* **Description of the task**
Copies of all lines containing the string "missing" are needed from the data below.

[Record extracts — start]

//! labs-ui - View components for the labs site
//!
//! Pure, props-based components plus the shell that composes them from a
//! path. Routing lives in labs-web; nothing here depends on the router.

pub mod components;

pub use components::*;
//! Lab page body: one anchored block per section

use crate::components::icons::ArrowLeftIcon;
use dioxus::prelude::*;
use labs_common::{LabSection, LAB_REGISTRY, LABS_INDEX_PATH};

/// Body of a lab page. Unknown ids render the not-found notice.
#[component]
pub fn LabPageView(
    lab_id: String,
    #[props(default)] back_link: Option<Element>,
) -> Element {
    let Some(lab) = LAB_REGISTRY.get(&lab_id) else {
        return rsx! {
            LabNotFoundView { lab_id, back_link }
        };
    };

    rsx! {
        article { class: "space-y-10", "data-testid": "lab-page",
            for section in lab.sections.iter() {
                LabSectionBlock { key: "{section.id}", section: *section }
            }
        }
    }
}

#[component]
fn LabSectionBlock(section: LabSection) -> Element {
    if section.is_step() {
        rsx! {
            section { id: "{section.id}", class: "scroll-mt-28",
                h3 { class: "text-lg font-semibold text-gray-900", "{section.title}" }
            }
        }
    } else {
        rsx! {
            section {
                id: "{section.id}",
                class: "scroll-mt-28 pt-2 border-t border-gray-100 first:border-t-0",
                h2 { class: "text-xl sm:text-2xl font-bold text-gray-900", "{section.title}" }
            }
        }
    }
}

/// Shown when the path names a lab that is not registered
#[component]
pub fn LabNotFoundView(
    lab_id: String,
    #[props(default)] back_link: Option<Element>,
) -> Element {
    rsx! {
        div { class: "py-16 text-center", "data-testid": "lab-not-found",
            h2 { class: "text-xl font-semibold text-gray-900", "Lab not found" }
            p { class: "mt-2 text-gray-600", "There is no lab called \"{lab_id}\"." }
            div { class: "mt-6",
                if let Some(link) = back_link {
                    {link}
                } else {
                    a {
                        class: "inline-flex items-center gap-2 text-sm text-gray-600 hover:text-gray-900",
                        href: LABS_INDEX_PATH,
                        ArrowLeftIcon { class: "w-4 h-4" }
                        "All labs"
                    }
                }
            }
        }
    }
}
//! labs web - documentation site for the course labs

fn main() {
    dioxus::logger::initialize_default();
    tracing::info!("Starting labs web");
    dioxus::launch(labs_web::App);
}
//! Server-side render checks for the labs shell and its views

use dioxus::prelude::*;
use labs_common::LAB_REGISTRY;
use labs_ui::{LabPageView, LabsIndexView, LabsShell};

fn nested_content() -> Element {
    rsx! {
        p { "data-testid": "page-body", "nested page" }
    }
}

fn render_path(path: &str) -> String {
    let path = path.to_string();
    dioxus_ssr::render_element(rsx! {
        LabsShell { path, {nested_content()} }
    })
}

/// Slice of `html` from the first occurrence of `start` up to `end` (or the end).
fn segment<'a>(html: &'a str, start: &str, end: Option<&str>) -> &'a str {
    let from = html
        .find(start)
        .unwrap_or_else(|| panic!("missing {start}"));
    let rest = &html[from..];
    match end.and_then(|e| rest.find(e)) {
        Some(to) => &rest[..to],
        None => rest,
    }
}

/// Section ids linked from a navigation segment, in document order
fn linked_section_ids(nav_html: &str, lab_id: &str) -> Vec<String> {
    let prefix = format!("href=\"/labs/{lab_id}#");
    nav_html
        .match_indices(&prefix)
        .map(|(idx, _)| {
            let rest = &nav_html[idx + prefix.len()..];
            rest[..rest.find('"').unwrap()].to_string()
        })
        .collect()
}

#[test]
fn test_index_path_renders_only_nested_content() {
    let html = render_path("/labs");
    assert_eq!(html, dioxus_ssr::render_element(nested_content()));
    assert!(!html.contains("lab-header"));
    assert!(!html.contains("lab-nav"));
}

#[test]
fn test_lab2_header_and_both_navigations() {
    let html = render_path("/labs/lab2");
    let header = segment(&html, "data-testid=\"lab-header\"", Some("</header>"));
    assert!(header.contains("Lab 2: AI Lifecycle"));
    assert!(header.contains("MLOps Integration"));
    assert!(header.contains("href=\"/labs\""));
    assert!(header.contains("← Labs"));

    let expected: Vec<String> = LAB_REGISTRY
        .get("lab2")
        .unwrap()
        .sections
        .iter()
        .map(|s| s.id.to_string())
        .collect();
    assert_eq!(expected.len(), 18);

    let sidebar = segment(
        &html,
        "data-testid=\"lab-nav-sidebar\"",
        Some("data-testid=\"lab-mobile-nav\""),
    );
    let drawer = segment(&html, "data-testid=\"lab-nav-drawer\"", None);

    let sidebar_ids = linked_section_ids(sidebar, "lab2");
    let drawer_ids = linked_section_ids(drawer, "lab2");
    assert_eq!(sidebar_ids, expected);
    assert_eq!(drawer_ids, expected);

    assert_eq!(html.matches("data-testid=\"lab-nav-link\"").count(), 36);
}

#[test]
fn test_nested_content_inside_main() {
    let html = render_path("/labs/lab1");
    let main = segment(&html, "<main", Some("</main>"));
    assert!(main.contains("nested page"));
    assert_eq!(html.matches("nested page").count(), 1);
}

#[test]
fn test_unknown_lab_falls_back() {
    let html = render_path("/labs/not-a-lab");
    assert!(html.contains(">Lab</h1>"));
    assert!(!html.contains("data-testid=\"lab-nav-link\""));
    // Both navigation placements still render, each with the empty state
    assert!(html.contains("data-testid=\"lab-nav-sidebar\""));
    assert!(html.contains("data-testid=\"lab-nav-drawer\""));
    assert_eq!(html.matches("No sections").count(), 2);
    assert!(html.contains("nested page"));
}

#[test]
fn test_first_section_active_and_drawer_closed() {
    let html = render_path("/labs/lab3");
    assert_eq!(html.matches("aria-current=\"location\"").count(), 2);
    let first_active = segment(&html, "aria-current=\"location\"", Some("</a>"));
    assert!(first_active.contains("Lab Overview"));

    let drawer = segment(&html, "data-testid=\"lab-nav-drawer\"", None);
    assert!(drawer.contains("aria-expanded=\"false\""));
    assert!(drawer.contains("-translate-x-full"));
    assert!(!drawer.contains("lab-nav-backdrop"));
}

#[test]
fn test_render_is_deterministic() {
    for path in ["/labs", "/labs/lab2", "/labs/lab4", "/labs/unknown", "/"] {
        assert_eq!(render_path(path), render_path(path), "path {path}");
    }
}

#[test]
fn test_lab_page_anchors_every_section() {
    let html = dioxus_ssr::render_element(rsx! {
        LabPageView { lab_id: "lab4".to_string() }
    });
    for section in LAB_REGISTRY.get("lab4").unwrap().sections {
        assert!(
            html.contains(&format!("id=\"{}\"", section.id)),
            "missing anchor {}",
            section.id
        );
    }
    assert!(!html.contains("lab-not-found"));
}

#[test]
fn test_lab_page_unknown_lab() {
    let html = dioxus_ssr::render_element(rsx! {
        LabPageView { lab_id: "lab42".to_string() }
    });
    assert!(html.contains("data-testid=\"lab-not-found\""));
    assert!(html.contains("Lab not found"));
    assert!(html.contains("href=\"/labs\""));
}

#[component]
fn IndexHarness() -> Element {
    rsx! {
        LabsIndexView { on_lab_click: |_| {} }
    }
}

#[test]
fn test_index_lists_labs_in_order() {
    let mut dom = VirtualDom::new(IndexHarness);
    dom.rebuild_in_place();
    let html = dioxus_ssr::render(&dom);

    assert_eq!(html.matches("data-testid=\"lab-card\"").count(), 4);
    let positions: Vec<usize> = ["/labs/lab1", "/labs/lab2", "/labs/lab3", "/labs/lab4"]
        .iter()
        .map(|href| html.find(&format!("href=\"{href}\"")).unwrap())
        .collect();
    assert!(positions.windows(2).all(|w| w[0] < w[1]));
    assert!(html.contains("20 sections"));
    assert!(html.contains("19 sections"));
}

[Record extracts — finish]

* **Response to this exercise**
        .unwrap_or_else(|| panic!("missing {start}"));
            "missing anchor {}",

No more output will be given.